The conveying device 23 includes a merging conveying section 23A, a stock clamping conveying device 23B, a tip locking conveying device 23C, a supply conveying device 23D, and the like. 23 A of confluence|merging conveyance parts convey the harvested grain culms harvested by the cutting device 22, gathering them in the center in the cutting width direction. The stem clamping and conveying device 23B clamps and transports the collected harvested grain culm rearward. The tip retaining and conveying device 23C retains and conveys the tip side of the reaping grain culms. The feeding and conveying device 23D guides the base of the reaping grain culm from the terminal end of the base holding and conveying device 23B toward the threshing feed chain 13A and the auxiliary conveying device 25 .
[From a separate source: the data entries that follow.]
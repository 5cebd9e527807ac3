use std::sync::Arc;
use std::time::Duration;

use serde::Serialize;
use tokio::sync::{Mutex, MutexGuard};

use crate::{
    config::Config,
    error::{AppError, AppResult},
    models::{
        Epoch, FilterSelection, GenerationJob, GenerationStatus, QueueState, QueueStatus, Rating,
        RecommendationItem, SwipeDecision, SwipeStats,
    },
    services::{
        backend::RecommendationBackend,
        notifications::NotificationDispatcher,
        poller::{self, PollerHandle},
        swipe::SwipeProcessor,
        trigger::{self, GenerationTrigger},
    },
    store::FilterStore,
};

/// Tunables consumed by the discovery core
#[derive(Debug, Clone)]
pub struct DiscoverySettings {
    pub batch_limit: u32,
    pub low_watermark: i64,
    pub poll_interval: Duration,
    /// Poll backstop for jobs that never finish
    pub max_poll_duration: Duration,
}

impl Default for DiscoverySettings {
    fn default() -> Self {
        Self {
            batch_limit: 50,
            low_watermark: GenerationTrigger::DEFAULT_LOW_WATERMARK,
            poll_interval: Duration::from_secs(2),
            max_poll_duration: Duration::from_secs(600),
        }
    }
}

impl From<&Config> for DiscoverySettings {
    fn from(config: &Config) -> Self {
        Self {
            batch_limit: config.batch_limit,
            low_watermark: config.low_watermark,
            poll_interval: config.poll_interval(),
            max_poll_duration: config.max_poll_duration(),
        }
    }
}

/// Whether a finished fetch became the current queue
enum LoadOutcome {
    Installed(QueueSnapshot),
    /// A later load was requested meanwhile; this response was dropped
    Superseded(QueueSnapshot),
}

impl LoadOutcome {
    fn into_snapshot(self) -> QueueSnapshot {
        match self {
            LoadOutcome::Installed(snapshot) | LoadOutcome::Superseded(snapshot) => snapshot,
        }
    }
}

/// Why a batch is being fetched
#[derive(Debug, Clone, Copy, PartialEq, Eq)]
enum LoadOrigin {
    Startup,
    /// Reload or filter change issued by the user
    User,
    /// Refresh after a generation job completed
    Generation,
}

/// Everything mutable, guarded by one lock
#[derive(Debug, Default)]
pub struct Session {
    pub(crate) queue: Option<QueueState>,
    /// Most recently requested selection
    pub(crate) filters: FilterSelection,
    pub(crate) generation: GenerationJob,
    pub(crate) poller: Option<PollerHandle>,
    /// Whether the consumption surface is on screen
    pub(crate) surface_active: bool,
    last_epoch: Epoch,
    latest_load: u64,
    loading: bool,
    load_error: Option<String>,
}

impl Session {
    pub(crate) fn current_epoch(&self) -> Option<Epoch> {
        self.queue.as_ref().map(QueueState::epoch)
    }

    pub(crate) fn is_current(&self, epoch: Epoch) -> bool {
        self.current_epoch() == Some(epoch)
    }

    /// The queue, but only while it still belongs to `epoch`
    pub(crate) fn queue_for(&mut self, epoch: Epoch) -> Option<&mut QueueState> {
        self.queue.as_mut().filter(|q| q.epoch() == epoch)
    }

    fn cancel_poller(&mut self) {
        if let Some(handle) = self.poller.take() {
            handle.cancel();
        }
    }

    fn snapshot(&self) -> QueueSnapshot {
        let queue = self.queue.as_ref();

        QueueSnapshot {
            epoch: queue.map(QueueState::epoch),
            status: queue.map_or(QueueStatus::Unloaded, QueueState::status),
            current: queue.and_then(|q| q.current().cloned()),
            cursor: queue.map_or(0, QueueState::cursor),
            remaining: queue.map_or(0, QueueState::remaining_in_batch),
            total_unshown: queue.map_or(0, QueueState::total_unshown),
            stats: queue.map(QueueState::stats).unwrap_or_default(),
            filters: self.filters.clone(),
            loading: self.loading,
            load_error: self.load_error.clone(),
            generation_triggered: queue.is_some_and(QueueState::generation_triggered),
            awaiting_generation: self.generation.is_running(),
            generation: self.generation.clone(),
        }
    }
}

/// Read-only view handed to UI surfaces
#[derive(Debug, Clone, Serialize)]
pub struct QueueSnapshot {
    pub epoch: Option<Epoch>,
    pub status: QueueStatus,
    pub current: Option<RecommendationItem>,
    pub cursor: usize,
    pub remaining: usize,
    pub total_unshown: u32,
    pub stats: SwipeStats,
    pub filters: FilterSelection,
    pub loading: bool,
    pub load_error: Option<String>,
    pub generation_triggered: bool,
    pub awaiting_generation: bool,
    pub generation: GenerationJob,
}

#[derive(Debug, Clone, Serialize)]
pub struct ConsumeOutcome {
    pub item: RecommendationItem,
    pub queue: QueueSnapshot,
}

struct Inner {
    backend: Arc<dyn RecommendationBackend>,
    notifier: Arc<dyn NotificationDispatcher>,
    filter_store: Option<FilterStore>,
    settings: DiscoverySettings,
    swipes: SwipeProcessor,
    trigger: GenerationTrigger,
    session: Mutex<Session>,
}

/// Recommendation queue consumption and background generation
///
/// Cheap to clone; all clones share one session. State only changes while the session
/// lock is held and the lock is never held across a backend call.
#[derive(Clone)]
pub struct Discovery {
    inner: Arc<Inner>,
}

impl Discovery {
    pub fn new(
        backend: Arc<dyn RecommendationBackend>,
        notifier: Arc<dyn NotificationDispatcher>,
        settings: DiscoverySettings,
        filter_store: Option<FilterStore>,
    ) -> Self {
        Self {
            inner: Arc::new(Inner {
                swipes: SwipeProcessor::new(backend.clone()),
                trigger: GenerationTrigger::new(settings.low_watermark),
                backend,
                notifier,
                filter_store,
                settings,
                session: Mutex::new(Session::default()),
            }),
        }
    }

    pub(crate) fn backend(&self) -> &Arc<dyn RecommendationBackend> {
        &self.inner.backend
    }

    pub(crate) fn notifier(&self) -> &Arc<dyn NotificationDispatcher> {
        &self.inner.notifier
    }

    pub(crate) fn settings(&self) -> &DiscoverySettings {
        &self.inner.settings
    }

    pub(crate) async fn session(&self) -> MutexGuard<'_, Session> {
        self.inner.session.lock().await
    }

    /// Restores the persisted filter selection and loads the first batch
    pub async fn start(&self) -> AppResult<QueueSnapshot> {
        let filters = match &self.inner.filter_store {
            Some(store) => store.load().await.unwrap_or_else(|e| {
                tracing::warn!(error = %e, path = %store.path().display(), "Ignoring unreadable filter selection");
                FilterSelection::none()
            }),
            None => FilterSelection::none(),
        };

        self.load_batch(filters, LoadOrigin::Startup)
            .await
            .map(LoadOutcome::into_snapshot)
    }

    /// Loads a fresh batch for `filters`, starting a new epoch on success
    ///
    /// On failure the current queue is left exactly as it was, including any job
    /// still being polled for it.
    pub async fn load(&self, filters: FilterSelection) -> AppResult<QueueSnapshot> {
        self.load_batch(filters, LoadOrigin::User)
            .await
            .map(LoadOutcome::into_snapshot)
    }

    pub async fn change_filters(&self, selection: FilterSelection) -> AppResult<QueueSnapshot> {
        self.load(selection).await
    }

    pub async fn reload(&self) -> AppResult<QueueSnapshot> {
        let filters = self.session().await.filters.clone();
        self.load(filters).await
    }

    /// Reload issued by the poller once its job completed
    ///
    /// `None` when nothing was installed: the epoch moved on, another load is in
    /// flight and will start the next epoch itself, or one was requested meanwhile.
    pub(crate) async fn refresh_after_generation(
        &self,
        epoch: Epoch,
    ) -> AppResult<Option<QueueSnapshot>> {
        let filters = {
            let session = self.session().await;
            if !session.is_current(epoch) {
                tracing::debug!(epoch = %epoch, "Skipping refresh for superseded epoch");
                return Ok(None);
            }
            if session.loading {
                tracing::debug!(epoch = %epoch, "Skipping refresh, a batch load is in flight");
                return Ok(None);
            }
            session.filters.clone()
        };

        match self.load_batch(filters, LoadOrigin::Generation).await? {
            LoadOutcome::Installed(snapshot) => Ok(Some(snapshot)),
            LoadOutcome::Superseded(_) => Ok(None),
        }
    }

    async fn load_batch(&self, filters: FilterSelection, origin: LoadOrigin) -> AppResult<LoadOutcome> {
        let ticket = {
            let mut session = self.session().await;
            session.latest_load += 1;
            session.loading = true;
            session.filters = filters.clone();
            session.latest_load
        };

        tracing::debug!(ticket, origin = ?origin, filters = ?filters.to_query_value(), "Fetching batch");
        let result = self
            .backend()
            .fetch_batch(self.settings().batch_limit, &filters)
            .await;

        let mut session = self.session().await;
        if ticket != session.latest_load {
            tracing::debug!(ticket, latest = session.latest_load, "Discarding superseded batch");
            return Ok(LoadOutcome::Superseded(session.snapshot()));
        }
        session.loading = false;

        let batch = match result {
            Ok(batch) => batch,
            Err(e) => {
                tracing::warn!(error = %e, origin = ?origin, "Batch fetch failed");
                session.load_error = Some(e.to_string());
                if let Some(applied) = session.queue.as_ref().map(|q| q.filters().clone()) {
                    session.filters = applied;
                }
                return Err(e);
            }
        };

        let previous_filters = session.queue.as_ref().map(|q| q.filters().clone());
        let epoch = session.last_epoch.next();
        session.last_epoch = epoch;
        session.cancel_poller();
        session.generation = GenerationJob::idle();
        session.load_error = None;
        session.queue = Some(QueueState::new(epoch, filters.clone(), batch));

        let is_empty = session.queue.as_ref().is_some_and(|q| q.items().is_empty());
        let snapshot = session.snapshot();
        drop(session);

        tracing::info!(
            epoch = %epoch,
            items = snapshot.remaining,
            total_unshown = snapshot.total_unshown,
            origin = ?origin,
            "Started new epoch"
        );

        if previous_filters.as_ref() != Some(&filters) {
            self.persist_filters(&filters).await;
        }

        if is_empty {
            tokio::spawn(self.clone().generate_on_empty(epoch));
        }

        Ok(LoadOutcome::Installed(snapshot))
    }

    async fn persist_filters(&self, filters: &FilterSelection) {
        if let Some(store) = &self.inner.filter_store {
            if let Err(e) = store.save(filters).await {
                tracing::warn!(error = %e, path = %store.path().display(), "Failed to persist filter selection");
            }
        }
    }

    /// Empty batch: adopt a job that is already running, otherwise trigger one
    async fn generate_on_empty(self, epoch: Epoch) {
        match self.backend().poll_generation_status().await {
            Ok(report) if report.has_job && report.status == GenerationStatus::Running => {
                {
                    let mut session = self.session().await;
                    match session.queue_for(epoch) {
                        Some(queue) => {
                            queue.mark_generation_triggered();
                        }
                        None => return,
                    }
                }

                let mut job = GenerationJob::started(None, report.estimated_seconds_remaining);
                job.apply(&report);
                poller::start(&self, epoch, job).await;
                return;
            }
            Ok(_) => {}
            Err(e) => {
                tracing::warn!(error = %e, epoch = %epoch, "Could not check for a running generation job");
            }
        }

        let fire = {
            let mut session = self.session().await;
            match session.queue_for(epoch) {
                Some(queue) => queue.mark_generation_triggered(),
                None => false,
            }
        };

        if fire {
            tracing::info!(epoch = %epoch, "Batch is empty, requesting generation");
            trigger::request(self, epoch).await;
        }
    }

    /// Consumes the item under the cursor
    ///
    /// Cursor and stats move before anything touches the network. The backend write
    /// and any generation request run in the background.
    pub async fn consume(
        &self,
        decision: SwipeDecision,
        rating: Option<f32>,
    ) -> AppResult<ConsumeOutcome> {
        let rating = match rating {
            Some(_) if decision != SwipeDecision::AlreadySeen => {
                return Err(AppError::InvalidInput(
                    "A rating can only accompany an already_seen decision".to_string(),
                ))
            }
            Some(value) => Some(Rating::new(value)?),
            None => None,
        };

        let mut session = self.session().await;
        let queue = session.queue.as_mut().ok_or(AppError::QueueNotLoaded)?;

        let item = SwipeProcessor::apply(queue, decision)?;
        self.inner.swipes.dispatch(item.clone(), decision, rating);

        let epoch = queue.epoch();
        if self.inner.trigger.observe(queue) {
            tokio::spawn(trigger::request(self.clone(), epoch));
        }

        tracing::debug!(
            epoch = %epoch,
            content_id = %item.content_id,
            decision = ?decision,
            cursor = queue.cursor(),
            "Consumed item"
        );

        Ok(ConsumeOutcome {
            item,
            queue: session.snapshot(),
        })
    }

    /// Explicit user retry after a failed or declined generation
    pub async fn retry_generation(&self) -> AppResult<QueueSnapshot> {
        let epoch = {
            let mut session = self.session().await;
            if session.poller.is_some() {
                return Err(AppError::GenerationInProgress);
            }
            let queue = session.queue.as_mut().ok_or(AppError::QueueNotLoaded)?;
            queue.mark_generation_triggered();
            let epoch = queue.epoch();
            session.generation = GenerationJob::idle();
            epoch
        };

        tracing::info!(epoch = %epoch, "Retrying generation on user request");
        trigger::request(self.clone(), epoch).await;
        Ok(self.snapshot().await)
    }

    pub async fn snapshot(&self) -> QueueSnapshot {
        self.session().await.snapshot()
    }

    pub async fn current_item(&self) -> Option<RecommendationItem> {
        self.session()
            .await
            .queue
            .as_ref()
            .and_then(|q| q.current().cloned())
    }

    pub async fn generation(&self) -> GenerationJob {
        self.session().await.generation.clone()
    }

    /// Records whether the consumption surface is currently on screen
    pub async fn set_surface_active(&self, active: bool) {
        self.session().await.surface_active = active;
        tracing::debug!(active, "Consumption surface visibility changed");
    }

    /// Stops background polling
    pub async fn shutdown(&self) {
        self.session().await.cancel_poller();
    }
}
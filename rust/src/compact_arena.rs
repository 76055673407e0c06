//! Compact slot arena that owns every node of a tree.
//!
//! Nodes address each other by `NodeId` (a slot index), so parent back-links
//! are plain ids rather than owning pointers. Freed slots go on a free list
//! and are handed out again by the next allocation.

use std::convert::TryFrom;
use std::ops::{Index, IndexMut};

use crate::error::{RbTreeError, TreeResult};
use crate::types::{NodeId, NULL_NODE};

/// Statistics for a compact arena
#[derive(Debug, Clone, Copy, PartialEq)]
pub struct CompactArenaStats {
    pub total_capacity: usize,
    pub allocated_count: usize,
    pub free_count: usize,
    pub utilization: f64,
    pub fragmentation: f64,
}

/// Slot arena with a separate free list and allocation mask
#[derive(Debug)]
pub struct CompactArena<T> {
    /// Direct slot storage
    storage: Vec<T>,
    /// Free slot indices for reuse
    free_list: Vec<usize>,
    /// Track which slots are actually allocated
    allocated_mask: Vec<bool>,
    /// Number of allocated slots
    allocated: usize,
}

impl<T> CompactArena<T> {
    /// Create a new empty compact arena
    pub fn new() -> Self {
        Self {
            storage: Vec::new(),
            free_list: Vec::new(),
            allocated_mask: Vec::new(),
            allocated: 0,
        }
    }

    /// Create a new compact arena with pre-allocated capacity
    pub fn with_capacity(capacity: usize) -> Self {
        Self {
            storage: Vec::with_capacity(capacity),
            free_list: Vec::new(),
            allocated_mask: Vec::with_capacity(capacity),
            allocated: 0,
        }
    }

    /// Allocate a new item in the arena and return its ID.
    ///
    /// Panics when the allocator fails or the id space is exhausted, the way
    /// `Vec::push` does. Use [`try_allocate`](Self::try_allocate) to observe
    /// the failure instead.
    #[inline]
    pub fn allocate(&mut self, item: T) -> NodeId {
        match self.try_allocate(item) {
            Ok(id) => id,
            Err(e) => panic!("{}", e),
        }
    }

    /// Allocate a new item, reporting allocation failure instead of panicking.
    ///
    /// On error the arena is unchanged and `item` is dropped.
    pub fn try_allocate(&mut self, item: T) -> TreeResult<NodeId> {
        if let Some(free_index) = self.free_list.pop() {
            // Reuse a free slot
            self.storage[free_index] = item;
            self.allocated_mask[free_index] = true;
            self.allocated += 1;
            return Ok(free_index as NodeId);
        }

        let index = self.storage.len();
        let id = NodeId::try_from(index)
            .ok()
            .filter(|&id| id != NULL_NODE)
            .ok_or_else(|| RbTreeError::arena_error("Slot allocation", "node id space exhausted"))?;

        self.storage
            .try_reserve(1)
            .map_err(|e| RbTreeError::allocation_error("node slot", &e.to_string()))?;
        self.allocated_mask
            .try_reserve(1)
            .map_err(|e| RbTreeError::allocation_error("node slot mask", &e.to_string()))?;

        self.storage.push(item);
        self.allocated_mask.push(true);
        self.allocated += 1;
        Ok(id)
    }

    /// Reserve room for `additional` more slots without allocating them.
    pub fn try_reserve(&mut self, additional: usize) -> TreeResult<()> {
        let needed = additional.saturating_sub(self.free_list.len());
        self.storage
            .try_reserve(needed)
            .map_err(|e| RbTreeError::allocation_error("node storage", &e.to_string()))?;
        self.allocated_mask
            .try_reserve(needed)
            .map_err(|e| RbTreeError::allocation_error("node storage mask", &e.to_string()))
    }

    /// Get a reference to an item in the arena
    #[inline]
    pub fn get(&self, id: NodeId) -> Option<&T> {
        if self.contains(id) {
            Some(&self.storage[id as usize])
        } else {
            None
        }
    }

    /// Get a mutable reference to an item in the arena
    #[inline]
    pub fn get_mut(&mut self, id: NodeId) -> Option<&mut T> {
        if self.contains(id) {
            Some(&mut self.storage[id as usize])
        } else {
            None
        }
    }

    /// Check if an ID is valid and allocated
    pub fn contains(&self, id: NodeId) -> bool {
        if id == NULL_NODE {
            return false;
        }

        let index = usize::try_from(id).unwrap_or(usize::MAX);
        self.allocated_mask.get(index).copied().unwrap_or(false)
    }

    /// Get arena statistics
    pub fn stats(&self) -> CompactArenaStats {
        let total_capacity = self.storage.capacity();
        let allocated_count = self.allocated;
        let free_count = self.free_list.len();
        let utilization = if total_capacity > 0 {
            allocated_count as f64 / total_capacity as f64
        } else {
            0.0
        };
        let fragmentation = if allocated_count > 0 {
            free_count as f64 / (allocated_count + free_count) as f64
        } else {
            0.0
        };

        CompactArenaStats {
            total_capacity,
            allocated_count,
            free_count,
            utilization,
            fragmentation,
        }
    }

    /// Get the number of allocated items
    pub fn len(&self) -> usize {
        self.allocated
    }

    /// Check if the arena is empty
    pub fn is_empty(&self) -> bool {
        self.allocated == 0
    }

    /// Get the total capacity
    pub fn capacity(&self) -> usize {
        self.storage.capacity()
    }

    /// Clear all items from the arena
    pub fn clear(&mut self) {
        self.storage.clear();
        self.allocated_mask.clear();
        self.free_list.clear();
        self.allocated = 0;
    }

    /// Get the number of free slots
    pub fn free_count(&self) -> usize {
        self.free_list.len()
    }
}

impl<T: Default> CompactArena<T> {
    /// Deallocate an item from the arena and return it.
    ///
    /// The slot keeps a `T::default()` placeholder until it is reused.
    #[inline]
    pub fn deallocate(&mut self, id: NodeId) -> Option<T> {
        if !self.contains(id) {
            return None;
        }

        let index = id as usize;
        self.allocated_mask[index] = false;
        self.free_list.push(index);
        self.allocated -= 1;

        Some(std::mem::take(&mut self.storage[index]))
    }
}

impl<T> Default for CompactArena<T> {
    fn default() -> Self {
        Self::new()
    }
}

impl<T> Index<NodeId> for CompactArena<T> {
    type Output = T;

    #[inline]
    fn index(&self, id: NodeId) -> &T {
        debug_assert!(self.contains(id), "arena slot {} is not allocated", id);
        &self.storage[id as usize]
    }
}

impl<T> IndexMut<NodeId> for CompactArena<T> {
    #[inline]
    fn index_mut(&mut self, id: NodeId) -> &mut T {
        debug_assert!(self.contains(id), "arena slot {} is not allocated", id);
        &mut self.storage[id as usize]
    }
}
As shown in FIGS. 2 and 3, the stem clamping and conveying device 23B is supported by the support frame of the reaping unit H so as to be swingable around the horizontal axis. A threshing depth adjusting mechanism 24 is connected to the root clamping and conveying device 23B. The threshing depth adjustment mechanism 24 is configured to be able to change the threshing depth of harvested grain culms to be threshed by the threshing device 13 .

The threshing depth adjustment mechanism 24 has a threshing depth motor 24M and an operating rod 24A. The operating rod 24A is pivotally connected to the threshing depth motor 24M and the middle part of the root clamping and conveying device 23B. The operation rod 24A is pushed and pulled by the threshing depth motor 24M, and the stock clamping and conveying device 23B swings up and down around the axis Y. When the stem clamping/conveying device 23B swings up and down, the transport end portion of the stem clamping/conveying device 23B changes its position in the culm length direction of the grain culm with respect to the feeding/conveying device 23D.

When the end of the transport of the stem clamping and transporting device 23B is separated from the supply transporting device 23D, the position of clamping the grain culm by the feeding transporter 23D changes to the position of clamping the grain culm by the root clamping and transporting device 23B. On the other hand, it is changed to the tip side and transferred to the supply/conveyor device 23D. As a result, the penetration depth (threshing depth) of the harvested grain culm into the threshing device 13 is changed to a shallower one (shallower threshing side).

When the end of the transport of the stem clamping and transporting device 23B approaches the feeding and transporting device 23D, the position of clamping the grain culm by the feeding and transporting device 23D changes to the position of clamping the grain culm by the root clamping and transporting device 23B. It is handed over to the supply/conveyance device 23D in a close position. As a result, the threshing depth of the reaping grain culms with respect to the threshing device 13 is changed to a deeper one (deeper threshing side).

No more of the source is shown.